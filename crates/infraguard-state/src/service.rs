//! Service sections of the state tree.
//!
//! A rule declared for `provider/service` may only read that service's section. Checks are
//! written against `&S` for some `S: Service`, so the section a check reads is part of its type
//! and can be compared with the rule's declared identity at registration time.

use crate::State;
use infraguard_types::Provider;
use std::fmt;

pub trait Service: Send + Sync + 'static {
    const PROVIDER: Provider;
    const NAME: &'static str;

    /// Borrow this service's section out of the whole state.
    fn select(state: &State) -> &Self;

    fn key() -> ServiceKey {
        ServiceKey {
            provider: Self::PROVIDER,
            service: Self::NAME,
        }
    }
}

/// `provider/service` pair identifying one section of the state tree.
#[derive(Clone, Copy, Debug, PartialEq, Eq, PartialOrd, Ord, Hash)]
pub struct ServiceKey {
    pub provider: Provider,
    pub service: &'static str,
}

impl ServiceKey {
    pub fn matches(&self, provider: Provider, service: &str) -> bool {
        self.provider == provider && self.service == service
    }
}

impl fmt::Display for ServiceKey {
    fn fmt(&self, f: &mut fmt::Formatter<'_>) -> fmt::Result {
        write!(f, "{}/{}", self.provider, self.service)
    }
}

#[cfg(test)]
mod tests {
    use super::*;
    use crate::aws::{apigateway::ApiGateway, mq::Mq, s3::S3, vpc::Vpc};
    use crate::azure::keyvault::KeyVault;

    #[test]
    fn service_keys_are_distinct() {
        let mut keys = vec![
            S3::key(),
            ApiGateway::key(),
            Mq::key(),
            Vpc::key(),
            KeyVault::key(),
        ];
        keys.sort();
        keys.dedup();
        assert_eq!(keys.len(), 5);
        assert_eq!(S3::key().to_string(), "aws/s3");
        assert_eq!(KeyVault::key().to_string(), "azure/keyvault");
    }

    #[test]
    fn select_borrows_the_matching_section() {
        let state = State::default();
        assert!(std::ptr::eq(S3::select(&state), &state.aws.s3));
        assert!(std::ptr::eq(KeyVault::select(&state), &state.azure.key_vault));
    }
}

## [Brief]
Repeat all of the records above exactly as they appear.

## [Response box]
filename crates/infraguard-state/src/service.rs
//! Service sections of the state tree.
//!
//! A rule declared for `provider/service` may only read that service's section. Checks are
//! written against `&S` for some `S: Service`, so the section a check reads is part of its type
//! and can be compared with the rule's declared identity at registration time.

use crate::State;
use infraguard_types::Provider;
use std::fmt;

pub trait Service: Send + Sync + 'static {
    const PROVIDER: Provider;
    const NAME: &'static str;

    /// Borrow this service's section out of the whole state.
    fn select(state: &State) -> &Self;

    fn key() -> ServiceKey {
        ServiceKey {
            provider: Self::PROVIDER,
            service: Self::NAME,
        }
    }
}

/// `provider/service` pair identifying one section of the state tree.
#[derive(Clone, Copy, Debug, PartialEq, Eq, PartialOrd, Ord, Hash)]
pub struct ServiceKey {
    pub provider: Provider,
    pub service: &'static str,
}

impl ServiceKey {
    pub fn matches(&self, provider: Provider, service: &str) -> bool {
        self.provider == provider && self.service == service
    }
}

impl fmt::Display for ServiceKey {
    fn fmt(&self, f: &mut fmt::Formatter<'_>) -> fmt::Result {
        write!(f, "{}/{}", self.provider, self.service)
    }
}

#[cfg(test)]
mod tests {
    use super::*;
    use crate::aws::{apigateway::ApiGateway, mq::Mq, s3::S3, vpc::Vpc};
    use crate::azure::keyvault::KeyVault;

    #[test]
    fn service_keys_are_distinct() {
        let mut keys = vec![
            S3::key(),
            ApiGateway::key(),
            Mq::key(),
            Vpc::key(),
            KeyVault::key(),
        ];
        keys.sort();
        keys.dedup();
        assert_eq!(keys.len(), 5);
        assert_eq!(S3::key().to_string(), "aws/s3");
        assert_eq!(KeyVault::key().to_string(), "azure/keyvault");
    }

    #[test]
    fn select_borrows_the_matching_section() {
        let state = State::default();
        assert!(std::ptr::eq(S3::select(&state), &state.aws.s3));
        assert!(std::ptr::eq(KeyVault::select(&state), &state.azure.key_vault));
    }
}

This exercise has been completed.